Madam Korlison said the organic way of farming is the ideal means of enhancing greater agricultural productivity in a sense that it creates a good environment for the ecosystem and helps the farmers to solve all production challenges.

“My message to Liberian farmers is that, they must prioritize the organic approach of farming because human is safe by this method. The organic pesticide can also be prepared from local resources as well,” she added.

In remarks, the Executive Director of MHD, Mr. Victor Wilson, indicated that the training provides great opportunity to disabled farmers through the acquisition of new knowledge.

Wilson stated that the training is an empowerment and sustainability plan for the disabled, who are already cultivating a farmland that was started by NAFEED.  

“I want to appreciate NAFEED very greatly for the training. They are really putting into place their plan. Whatever we learn here will remain with us. We will be able to manage a farm which they have started,” he said.

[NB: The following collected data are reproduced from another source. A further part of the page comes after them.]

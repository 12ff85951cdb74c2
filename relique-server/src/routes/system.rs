use crate::error::AppError;
use crate::state::AppState;
use axum::extract::State;
use axum::routing::{get, post};
use axum::{Json, Router};
use relique::orchestrator::InstalledModule;
use serde_json::{json, Value};
use std::sync::Arc;

pub fn router() -> Router<Arc<AppState>> {
    Router::new()
        .route("/health", get(health))
        .route("/api/config/version", get(config_version))
        .route("/api/modules", get(list_modules))
        .route("/api/retention/clean", post(retention_clean))
}

async fn health() -> Json<Value> {
    Json(json!({ "status": "ok" }))
}

async fn config_version(State(state): State<Arc<AppState>>) -> Json<Value> {
    Json(json!({ "version": state.orchestrator.config().version() }))
}

async fn list_modules(
    State(state): State<Arc<AppState>>,
) -> Result<Json<Vec<InstalledModule>>, AppError> {
    let orchestrator = state.orchestrator.clone();
    let modules = tokio::task::spawn_blocking(move || orchestrator.installed_modules())
        .await
        .map_err(|e| anyhow::anyhow!(e))??;
    Ok(Json(modules))
}

/// Drop finished jobs from the tracker and report what is still running.
async fn retention_clean(State(state): State<Arc<AppState>>) -> Json<Value> {
    let removed = state.tracker.clean().await;
    let running = state.tracker.running().await;
    tracing::info!(removed, running = running.len(), "Job tracker cleaned");
    Json(json!({ "removed": removed, "running": running }))
}
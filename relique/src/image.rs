//! Images: the persisted result of a backup that reached `success` or
//! `incomplete`.
//!
//! An image shares its UUID and storage tree with the job that produced it
//! and carries copies of the client, module and repository used at the time.

use crate::client::Client;
use crate::fs::walker::{disk_usage, DiskUsage};
use crate::job::{Job, JobKind};
use crate::module::Module;
use crate::repository::Repository;
use crate::sync::SyncStats;
use crate::utils::{Error, Result, ResultExt};
use chrono::{DateTime, Utc};
use serde::Serialize;
use std::path::PathBuf;
use uuid::Uuid;

#[derive(Debug, Clone, PartialEq, Serialize)]
pub struct Image {
    #[serde(skip)]
    pub id: Option<i64>,

    pub uuid: Uuid,
    pub created_at: DateTime<Utc>,
    pub client: Client,
    pub module: Module,
    pub repository: Repository,

    /// Entries reported by the sync tool
    pub number_of_elements: u64,
    pub number_of_files: u64,
    pub number_of_folders: u64,

    /// Bytes used by the image's data tree
    pub size_on_disk: u64,

    pub storage_path: PathBuf,
}

impl Image {
    pub fn from_job(job: &Job) -> Result<Self> {
        if job.kind != JobKind::Backup {
            return Err(Error::Invalid(format!(
                "image source: job {} is not a backup",
                job.uuid
            )));
        }

        Ok(Image {
            id: None,
            uuid: job.uuid,
            created_at: Utc::now(),
            client: job.client.clone(),
            module: job.module.clone(),
            repository: job.repository.clone(),
            number_of_elements: 0,
            number_of_files: 0,
            number_of_folders: 0,
            size_on_disk: 0,
            storage_path: job.storage_path()?,
        })
    }

    pub fn fill_stats(&mut self, stats: &SyncStats) {
        self.number_of_elements = stats.number_of_files;
        self.number_of_files = stats.number_of_regular_files;
        self.number_of_folders = stats.number_of_directories;
    }

    /// Walk `_data/` and record its size. Blocking.
    pub fn measure(&mut self) -> Result<DiskUsage> {
        let data = self.data_path();
        let usage =
            disk_usage(&data).with_context(|| format!("measure {}", data.display()))?;
        self.size_on_disk = usage.bytes;
        Ok(usage)
    }

    pub fn data_path(&self) -> PathBuf {
        self.storage_path.join("_data")
    }
}

#[cfg(test)]
mod tests {
    use super::*;
    use crate::module::BackupMode;
    use tempfile::TempDir;

    fn job_in(root: &std::path::Path) -> Job {
        Job::new_backup(
            Client::new("c1", "1.2.3.4"),
            Module::new("generic", "data", BackupMode::Full),
            Repository::local("local", root, true),
        )
    }

    #[test]
    fn test_image_from_job_and_stats() {
        let dir = TempDir::new().unwrap();
        let job = job_in(dir.path());

        let mut image = Image::from_job(&job).unwrap();
        assert_eq!(image.uuid, job.uuid);
        assert_eq!(image.storage_path, dir.path().join(job.uuid.to_string()));

        image.fill_stats(&SyncStats {
            number_of_files: 10,
            number_of_regular_files: 7,
            number_of_directories: 3,
            ..SyncStats::default()
        });
        assert_eq!(
            (image.number_of_elements, image.number_of_files, image.number_of_folders),
            (10, 7, 3)
        );
    }

    #[test]
    fn test_measure_data_tree() {
        let dir = TempDir::new().unwrap();
        let job = job_in(dir.path());
        let mut image = Image::from_job(&job).unwrap();

        assert_eq!(image.measure().unwrap(), DiskUsage::default());

        let data = image.data_path().join("srv/data");
        std::fs::create_dir_all(&data).unwrap();
        std::fs::write(data.join("a.txt"), b"hello").unwrap();
        image.measure().unwrap();
        assert_eq!(image.size_on_disk, 5);
    }

    #[test]
    fn test_restore_job_has_no_image() {
        let dir = TempDir::new().unwrap();
        let image = Image::from_job(&job_in(dir.path())).unwrap();
        let restore = Job::new_restore(&image, Client::new("c2", "h"), Default::default());
        assert_eq!(
            Image::from_job(&restore).unwrap_err().kind(),
            crate::ErrorKind::Invalid
        );
    }
}
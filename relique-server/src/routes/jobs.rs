use super::{page, parse_uuid, Listing};
use crate::error::AppError;
use crate::state::AppState;
use axum::extract::{Path, Query, State};
use axum::http::StatusCode;
use axum::routing::{get, post};
use axum::{Json, Router};
use relique::catalog::JobFilter;
use relique::job::tracker::TrackedJob;
use relique::{BackupMode, Job, JobKind, JobStatus};
use serde::Deserialize;
use std::sync::Arc;
use uuid::Uuid;

pub fn router() -> Router<Arc<AppState>> {
    Router::new()
        .route("/", get(list_jobs))
        .route("/backup", post(start_backup))
        .route("/restore", post(start_restore))
        .route("/running", get(running_jobs))
        .route("/{uuid}", get(get_job))
        .route("/{uuid}/cancel", post(cancel_job))
}

#[derive(Debug, Deserialize)]
pub struct BackupRequest {
    pub client: String,
    pub module: String,
    pub repository: Option<String>,
}

#[derive(Debug, Deserialize)]
pub struct RestoreRequest {
    pub image_uuid: Uuid,
    pub client: Option<String>,
    #[serde(default)]
    pub paths: Vec<String>,
}

#[derive(Debug, Default, Deserialize)]
pub struct JobsQuery {
    pub client_name: Option<String>,
    pub module_type: Option<String>,
    pub status: Option<String>,
    pub kind: Option<String>,
    pub mode: Option<String>,
    pub uuid: Option<String>,
    pub limit: Option<u32>,
    pub offset: Option<u32>,
}

impl JobsQuery {
    fn filter(&self) -> Result<JobFilter, AppError> {
        let mode = match self.mode.as_deref() {
            None => None,
            Some(token) => {
                let mode = BackupMode::parse(token);
                if !mode.is_known() {
                    return Err(AppError::BadRequest(format!("unknown backup mode '{token}'")));
                }
                Some(mode)
            }
        };

        Ok(JobFilter {
            client_name: self.client_name.clone(),
            module_type: self.module_type.clone(),
            status: self.status.as_deref().map(JobStatus::parse).transpose()?,
            kind: self.kind.as_deref().map(JobKind::parse).transpose()?,
            mode,
            uuid: self.uuid.as_deref().map(parse_uuid).transpose()?,
        })
    }
}

/// Register the job with the tracker and run it in the background. Returns
/// the job as it was before setup.
async fn launch(state: Arc<AppState>, mut job: Job) -> Job {
    let snapshot = job.clone();
    let cancel = state
        .tracker
        .register(job.uuid, job.kind, &job.client.name)
        .await;

    tokio::spawn(async move {
        let uuid = job.uuid;
        match state.orchestrator.run(&mut job, &cancel).await {
            Ok(()) => tracing::info!(job_uuid = %uuid, status = %job.status, "Job finished"),
            Err(e) => tracing::error!(job_uuid = %uuid, status = %job.status, "Job failed: {e}"),
        }
        state.tracker.complete(&uuid, job.status).await;
    });

    snapshot
}

async fn start_backup(
    State(state): State<Arc<AppState>>,
    Json(body): Json<BackupRequest>,
) -> Result<(StatusCode, Json<Job>), AppError> {
    let job = state.orchestrator.new_backup_job(
        &body.client,
        &body.module,
        body.repository.as_deref(),
    )?;
    let job = launch(state, job).await;
    Ok((StatusCode::ACCEPTED, Json(job)))
}

async fn start_restore(
    State(state): State<Arc<AppState>>,
    Json(body): Json<RestoreRequest>,
) -> Result<(StatusCode, Json<Job>), AppError> {
    let job = state
        .orchestrator
        .new_restore_job(body.image_uuid, body.client.as_deref(), &body.paths)
        .await?;
    let job = launch(state, job).await;
    Ok((StatusCode::ACCEPTED, Json(job)))
}

async fn list_jobs(
    State(state): State<Arc<AppState>>,
    Query(query): Query<JobsQuery>,
) -> Result<Json<Listing<Job>>, AppError> {
    let filter = query.filter()?;
    let (items, total) = state
        .orchestrator
        .jobs(filter, page(query.limit, query.offset))
        .await?;
    Ok(Json(Listing { items, total }))
}

async fn running_jobs(State(state): State<Arc<AppState>>) -> Json<Vec<TrackedJob>> {
    Json(state.tracker.running().await)
}

async fn get_job(
    State(state): State<Arc<AppState>>,
    Path(uuid): Path<String>,
) -> Result<Json<Job>, AppError> {
    let uuid = parse_uuid(&uuid)?;
    Ok(Json(state.orchestrator.job(uuid).await?))
}

async fn cancel_job(
    State(state): State<Arc<AppState>>,
    Path(uuid): Path<String>,
) -> Result<Json<serde_json::Value>, AppError> {
    let uuid = parse_uuid(&uuid)?;
    if state.tracker.cancel(&uuid).await {
        tracing::info!(job_uuid = %uuid, "Cancellation requested");
        return Ok(Json(serde_json::json!({ "cancelled": true })));
    }

    match state.tracker.get(&uuid).await {
        Some(job) => Err(AppError::Conflict(format!(
            "job {uuid} already finished ({})",
            job.status.map(|s| s.as_str()).unwrap_or("unknown")
        ))),
        None => Err(AppError::NotFound(format!("job {uuid} is not running"))),
    }
}

#[cfg(test)]
mod tests {
    use super::*;

    #[test]
    fn test_query_to_filter() {
        let query = JobsQuery {
            client_name: Some("c1".into()),
            status: Some("success".into()),
            kind: Some("backup".into()),
            mode: Some("incremental".into()),
            ..JobsQuery::default()
        };
        let filter = query.filter().unwrap();
        assert_eq!(filter.client_name.as_deref(), Some("c1"));
        assert_eq!(filter.status, Some(JobStatus::Success));
        assert_eq!(filter.kind, Some(JobKind::Backup));
        assert_eq!(filter.mode, Some(BackupMode::Incremental));
    }

    #[test]
    fn test_query_rejects_bad_tokens() {
        let bad_mode = JobsQuery {
            mode: Some("weekly".into()),
            ..JobsQuery::default()
        };
        assert!(matches!(bad_mode.filter(), Err(AppError::BadRequest(_))));

        let bad_status = JobsQuery {
            status: Some("done".into()),
            ..JobsQuery::default()
        };
        assert!(matches!(bad_status.filter(), Err(AppError::BadRequest(_))));

        let bad_uuid = JobsQuery {
            uuid: Some("not-a-uuid".into()),
            ..JobsQuery::default()
        };
        assert!(matches!(bad_uuid.filter(), Err(AppError::BadRequest(_))));
    }
}
use relique::job::JobTracker;
use relique::Orchestrator;

pub struct AppState {
    pub orchestrator: Orchestrator,
    pub tracker: JobTracker,
}

impl AppState {
    pub fn new(orchestrator: Orchestrator) -> Self {
        Self {
            orchestrator,
            tracker: JobTracker::new(),
        }
    }
}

Mr. Wilson then called on other well-meaning individuals and organizations to follow suit the good example of NAFEED by creating for them, an environment where they, too, can independently survive.

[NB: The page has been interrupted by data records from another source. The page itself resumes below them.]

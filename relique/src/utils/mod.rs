//! Shared helpers: errors, logging and file-name handling.

pub mod errors;
pub mod logger;
pub mod paths;

pub use errors::{Error, ErrorKind, Result, ResultExt};
pub use paths::{normalize, slug};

“We are not beggars when we are trained. When groups of disabled are together, they need the support of people out there so that they can be empowered,” the MHD head urged.

Madam Dedeh Morris, one of the participants at the training, lauded NAFEED for thinking about the disabled among its programs.

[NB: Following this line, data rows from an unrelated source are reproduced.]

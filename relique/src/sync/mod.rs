//! Sync subtasks: one rsync process per backup path.
//!
//! A task owns two log files under the job's `_logs/` folder. rsync writes
//! straight into them, which lets the heartbeat read progress while the
//! process runs. Statistics are parsed from the stdout log once the process
//! has exited.

pub mod options;
pub mod progress;
pub mod stats;

pub use options::SyncOptions;
pub use progress::SyncProgress;
pub use stats::SyncStats;

use crate::client::Client;
use crate::module::Module;
use crate::utils::{slug, Error, Result};
use nix::sys::signal::{kill, Signal};
use nix::unistd::Pid;
use std::collections::HashSet;
use std::path::{Path, PathBuf};
use std::process::Stdio;
use tokio::process::Command;
use tokio_util::sync::CancellationToken;

/// Classification of a finished rsync process.
#[derive(Debug, Clone, PartialEq, Eq)]
pub enum TaskOutcome {
    Success,
    /// Exit codes 23 to 25: partial transfer, vanished source files or the
    /// `--max-delete` limit. Data may still be on disk.
    Incomplete { exit_code: i32 },
    Error { reason: String },
}

impl TaskOutcome {
    pub fn from_exit_code(code: Option<i32>) -> Self {
        match code {
            Some(0) => TaskOutcome::Success,
            Some(code @ 23..=25) => TaskOutcome::Incomplete { exit_code: code },
            Some(code) => TaskOutcome::Error {
                reason: format!("rsync exited with status {code}"),
            },
            None => TaskOutcome::Error {
                reason: "rsync was terminated by a signal".into(),
            },
        }
    }
}

#[derive(Debug, Clone, PartialEq)]
pub struct SyncTask {
    /// Client-side path this task is about
    pub backup_path: String,
    pub source: String,
    pub destination: String,
    pub log_file: PathBuf,
    pub error_log_file: PathBuf,
    pub options: SyncOptions,
    pub stats: SyncStats,
    pub outcome: Option<TaskOutcome>,
}

/// Remote shell passed to rsync for `client`.
pub fn remote_shell(ssh_path: &Path, client: &Client) -> String {
    format!("{} -p {}", ssh_path.display(), client.ssh_port)
}

fn log_files(job_storage: &Path, backup_path: &str) -> (PathBuf, PathBuf) {
    log_files_named(&job_storage.join("_logs"), &slug(backup_path))
}

fn log_files_named(logs: &Path, name: &str) -> (PathBuf, PathBuf) {
    (
        logs.join(format!("rsync_log_{name}.log")),
        logs.join(format!("rsync_log_error_{name}.log")),
    )
}

/// Give every task its own log files. Paths whose slugs collide (`/srv/data`,
/// `/srv/Data`, `/srv_data`) keep the first name; later ones get `-2`, `-3`...
pub fn assign_unique_logs(tasks: &mut [SyncTask]) {
    let mut used = HashSet::new();
    for task in tasks {
        let base = slug(&task.backup_path);
        let mut name = base.clone();
        let mut n = 1;
        while used.contains(&name) {
            n += 1;
            name = format!("{base}-{n}");
        }
        if n > 1 {
            if let Some(logs) = task.log_file.parent().map(Path::to_path_buf) {
                (task.log_file, task.error_log_file) = log_files_named(&logs, &name);
            }
        }
        used.insert(name);
    }
}

fn data_dir_uri(dir: &Path) -> String {
    format!("{}/", dir.display())
}

impl SyncTask {
    fn new(
        backup_path: &str,
        source: String,
        destination: String,
        job_storage: &Path,
        options: SyncOptions,
    ) -> Self {
        let (log_file, error_log_file) = log_files(job_storage, backup_path);
        Self {
            backup_path: backup_path.to_string(),
            source,
            destination,
            log_file,
            error_log_file,
            options,
            stats: SyncStats::default(),
            outcome: None,
        }
    }

    /// Pull `backup_path` from the client into `${job_storage}/_data/`.
    pub fn full_backup(
        client: &Client,
        module: &Module,
        backup_path: &str,
        job_storage: &Path,
        rsh: &str,
    ) -> Self {
        SyncTask::new(
            backup_path,
            client.remote(backup_path),
            data_dir_uri(&job_storage.join("_data")),
            job_storage,
            SyncOptions::full_backup().with_filters(module).with_rsh(rsh),
        )
    }

    /// Like [`SyncTask::full_backup`], hard-linking unchanged files against
    /// `previous_data`.
    pub fn incremental_backup(
        client: &Client,
        module: &Module,
        backup_path: &str,
        job_storage: &Path,
        previous_data: &Path,
        rsh: &str,
    ) -> Self {
        SyncTask::new(
            backup_path,
            client.remote(backup_path),
            data_dir_uri(&job_storage.join("_data")),
            job_storage,
            SyncOptions::incremental_backup(data_dir_uri(previous_data))
                .with_filters(module)
                .with_rsh(rsh),
        )
    }

    /// Push `source` (already resolved inside an image) to `destination` on
    /// the client.
    pub fn restore(
        client: &Client,
        module: &Module,
        backup_path: &str,
        source: String,
        destination: &str,
        job_storage: &Path,
        rsh: &str,
    ) -> Self {
        SyncTask::new(
            backup_path,
            source,
            client.remote(destination),
            job_storage,
            SyncOptions::restore().with_filters(module).with_rsh(rsh),
        )
    }

    pub fn args(&self) -> Vec<String> {
        let mut args = self.options.to_args();
        args.push(self.source.clone());
        args.push(self.destination.clone());
        args
    }

    /// Run rsync to completion, then parse statistics and classify the exit.
    ///
    /// Failures to spawn are reported through the outcome, never as an
    /// error, so that sibling tasks keep running.
    pub async fn run(&mut self, rsync_path: &Path, cancel: &CancellationToken) -> TaskOutcome {
        let outcome = match self.execute(rsync_path, cancel).await {
            Ok(code) => TaskOutcome::from_exit_code(code),
            Err(e) => TaskOutcome::Error {
                reason: e.to_string(),
            },
        };

        match SyncStats::from_log_file(&self.log_file) {
            Ok(stats) => self.stats = stats,
            Err(e) => tracing::warn!(backup_path = %self.backup_path, error = %e, "No statistics for sync task"),
        }

        match &outcome {
            TaskOutcome::Success => {
                tracing::info!(backup_path = %self.backup_path, files = self.stats.number_of_files, "Sync task finished");
            }
            TaskOutcome::Incomplete { exit_code } => {
                tracing::warn!(
                    backup_path = %self.backup_path,
                    exit_code,
                    stderr = %self.error_excerpt(),
                    "Sync task finished with a partial transfer"
                );
            }
            TaskOutcome::Error { reason } => {
                tracing::error!(
                    backup_path = %self.backup_path,
                    reason = %reason,
                    stderr = %self.error_excerpt(),
                    "Sync task failed"
                );
            }
        }

        self.outcome = Some(outcome.clone());
        outcome
    }

    async fn execute(&self, rsync_path: &Path, cancel: &CancellationToken) -> Result<Option<i32>> {
        if cancel.is_cancelled() {
            return Err(Error::Fatal("job cancelled before the task started".into()));
        }

        let stdout = std::fs::File::create(&self.log_file)?;
        let stderr = std::fs::File::create(&self.error_log_file)?;

        tracing::debug!(backup_path = %self.backup_path, args = ?self.args(), "Spawning rsync");
        let mut child = Command::new(rsync_path)
            .args(self.args())
            .env("LC_ALL", "C")
            .stdin(Stdio::null())
            .stdout(Stdio::from(stdout))
            .stderr(Stdio::from(stderr))
            .kill_on_drop(true)
            .spawn()
            .map_err(|e| Error::Transport(format!("cannot spawn {}: {e}", rsync_path.display())))?;

        let status = tokio::select! {
            status = child.wait() => status?,
            _ = cancel.cancelled() => {
                if let Some(pid) = child.id() {
                    tracing::info!(backup_path = %self.backup_path, pid, "Terminating rsync");
                    if let Err(e) = kill(Pid::from_raw(pid as i32), Signal::SIGTERM) {
                        tracing::warn!(pid, error = %e, "Failed to signal rsync");
                    }
                }
                child.wait().await?
            }
        };

        Ok(status.code())
    }

    /// First lines of the error log, on one line.
    pub fn error_excerpt(&self) -> String {
        std::fs::read_to_string(&self.error_log_file)
            .map(|text| {
                text.lines()
                    .map(str::trim)
                    .filter(|l| !l.is_empty())
                    .take(3)
                    .collect::<Vec<_>>()
                    .join(" | ")
            })
            .unwrap_or_default()
    }
}

#[cfg(test)]
mod tests {
    use super::*;
    use crate::module::BackupMode;
    use std::os::unix::fs::PermissionsExt;
    use tempfile::TempDir;

    fn fixture() -> (Client, Module) {
        let client = Client::new("c1", "1.2.3.4");
        let mut module = Module::new("generic", "m", BackupMode::Full);
        module.backup_paths = vec!["/srv/data".into()];
        (client, module)
    }

    fn stub(dir: &Path, body: &str) -> PathBuf {
        let path = dir.join("rsync-stub");
        std::fs::write(&path, format!("#!/bin/sh\n{body}\n")).unwrap();
        std::fs::set_permissions(&path, std::fs::Permissions::from_mode(0o755)).unwrap();
        path
    }

    #[test]
    fn test_exit_code_classification() {
        assert_eq!(TaskOutcome::from_exit_code(Some(0)), TaskOutcome::Success);
        for code in [23, 24, 25] {
            assert_eq!(
                TaskOutcome::from_exit_code(Some(code)),
                TaskOutcome::Incomplete { exit_code: code }
            );
        }
        assert!(matches!(TaskOutcome::from_exit_code(Some(12)), TaskOutcome::Error { .. }));
        assert!(matches!(TaskOutcome::from_exit_code(Some(22)), TaskOutcome::Error { .. }));
        assert!(matches!(TaskOutcome::from_exit_code(None), TaskOutcome::Error { .. }));
    }

    #[test]
    fn test_backup_task_layout() {
        let (client, module) = fixture();
        let storage = Path::new("/var/lib/relique/storage/job");
        let task = SyncTask::incremental_backup(
            &client,
            &module,
            "/srv/data",
            storage,
            Path::new("/var/lib/relique/storage/prev/_data"),
            "ssh -p 22",
        );

        assert_eq!(task.source, "relique@1.2.3.4:/srv/data");
        assert_eq!(task.destination, "/var/lib/relique/storage/job/_data/");
        assert_eq!(task.log_file, storage.join("_logs/rsync_log_srv-data.log"));
        assert_eq!(task.error_log_file, storage.join("_logs/rsync_log_error_srv-data.log"));

        let args = task.args();
        assert!(args.contains(&"--link-dest=/var/lib/relique/storage/prev/_data/".to_string()));
        assert_eq!(&args[args.len() - 2..], &[task.source.clone(), task.destination.clone()]);
    }

    #[test]
    fn test_colliding_slugs_get_distinct_logs() {
        let (client, module) = fixture();
        let storage = Path::new("/st/job");
        let mut tasks: Vec<_> = ["/srv/data", "/srv/Data", "/srv_data", "/srv/data-2"]
            .into_iter()
            .map(|bp| SyncTask::full_backup(&client, &module, bp, storage, "ssh"))
            .collect();
        assign_unique_logs(&mut tasks);

        let logs: Vec<_> = tasks.iter().map(|t| t.log_file.clone()).collect();
        assert_eq!(logs[0], storage.join("_logs/rsync_log_srv-data.log"));
        assert_eq!(logs[1], storage.join("_logs/rsync_log_srv-data-2.log"));
        assert_eq!(logs[2], storage.join("_logs/rsync_log_srv-data-3.log"));
        // a real path that slugs to an already used suffix
        assert_eq!(logs[3], storage.join("_logs/rsync_log_srv-data-2-2.log"));
        assert_eq!(
            tasks[1].error_log_file,
            storage.join("_logs/rsync_log_error_srv-data-2.log")
        );

        let distinct: HashSet<_> = tasks.iter().map(|t| &t.error_log_file).collect();
        assert_eq!(distinct.len(), tasks.len());
    }

    #[test]
    fn test_restore_task_layout() {
        let (client, module) = fixture();
        let task = SyncTask::restore(
            &client,
            &module,
            "/srv/data",
            "/storage/img/_data/srv/data/".into(),
            "/tmp/recovery",
            Path::new("/storage/restore-job"),
            "ssh -p 22",
        );
        assert_eq!(task.destination, "relique@1.2.3.4:/tmp/recovery");
        assert!(task.args().contains(&"--delete-after".to_string()));
    }

    #[tokio::test]
    async fn test_run_captures_logs_and_stats() {
        let dir = TempDir::new().unwrap();
        std::fs::create_dir_all(dir.path().join("_logs")).unwrap();
        let rsync = stub(
            dir.path(),
            "echo 'Number of files: 3 (reg: 2, dir: 1)'\necho 'some file vanished' >&2\nexit 24",
        );

        let (client, module) = fixture();
        let mut task = SyncTask::full_backup(&client, &module, "/srv/data", dir.path(), "ssh");
        let outcome = task.run(&rsync, &CancellationToken::new()).await;

        assert_eq!(outcome, TaskOutcome::Incomplete { exit_code: 24 });
        assert_eq!(task.outcome, Some(outcome));
        assert_eq!(task.stats.number_of_files, 3);
        assert_eq!(task.stats.number_of_directories, 1);
        assert_eq!(task.error_excerpt(), "some file vanished");
    }

    #[tokio::test]
    async fn test_missing_binary_is_an_error_outcome() {
        let dir = TempDir::new().unwrap();
        std::fs::create_dir_all(dir.path().join("_logs")).unwrap();

        let (client, module) = fixture();
        let mut task = SyncTask::full_backup(&client, &module, "/srv/data", dir.path(), "ssh");
        let outcome = task
            .run(&dir.path().join("no-such-rsync"), &CancellationToken::new())
            .await;

        match outcome {
            TaskOutcome::Error { reason } => assert!(reason.contains("cannot spawn")),
            other => panic!("unexpected outcome {other:?}"),
        }
    }

    #[tokio::test]
    async fn test_cancel_terminates_running_process() {
        let dir = TempDir::new().unwrap();
        std::fs::create_dir_all(dir.path().join("_logs")).unwrap();
        let rsync = stub(dir.path(), "exec sleep 30");

        let (client, module) = fixture();
        let mut task = SyncTask::full_backup(&client, &module, "/srv/data", dir.path(), "ssh");
        let cancel = CancellationToken::new();
        let trigger = cancel.clone();
        tokio::spawn(async move {
            tokio::time::sleep(std::time::Duration::from_millis(200)).await;
            trigger.cancel();
        });

        let started = std::time::Instant::now();
        let outcome = task.run(&rsync, &cancel).await;
        assert!(matches!(outcome, TaskOutcome::Error { .. }));
        assert!(started.elapsed() < std::time::Duration::from_secs(10));
    }
}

“This is very important to us, especially disabled and most especially females who are disabled. It will help us sustain ourselves. I want to call on other disabled to take advantage of every opportunity. They must put their hands to work and not just depend on handouts all the time. What you get in the street will not last forever, but what you learn will remain with you for good until you leave the face of this earth,” she cautioned.

Comments are closed.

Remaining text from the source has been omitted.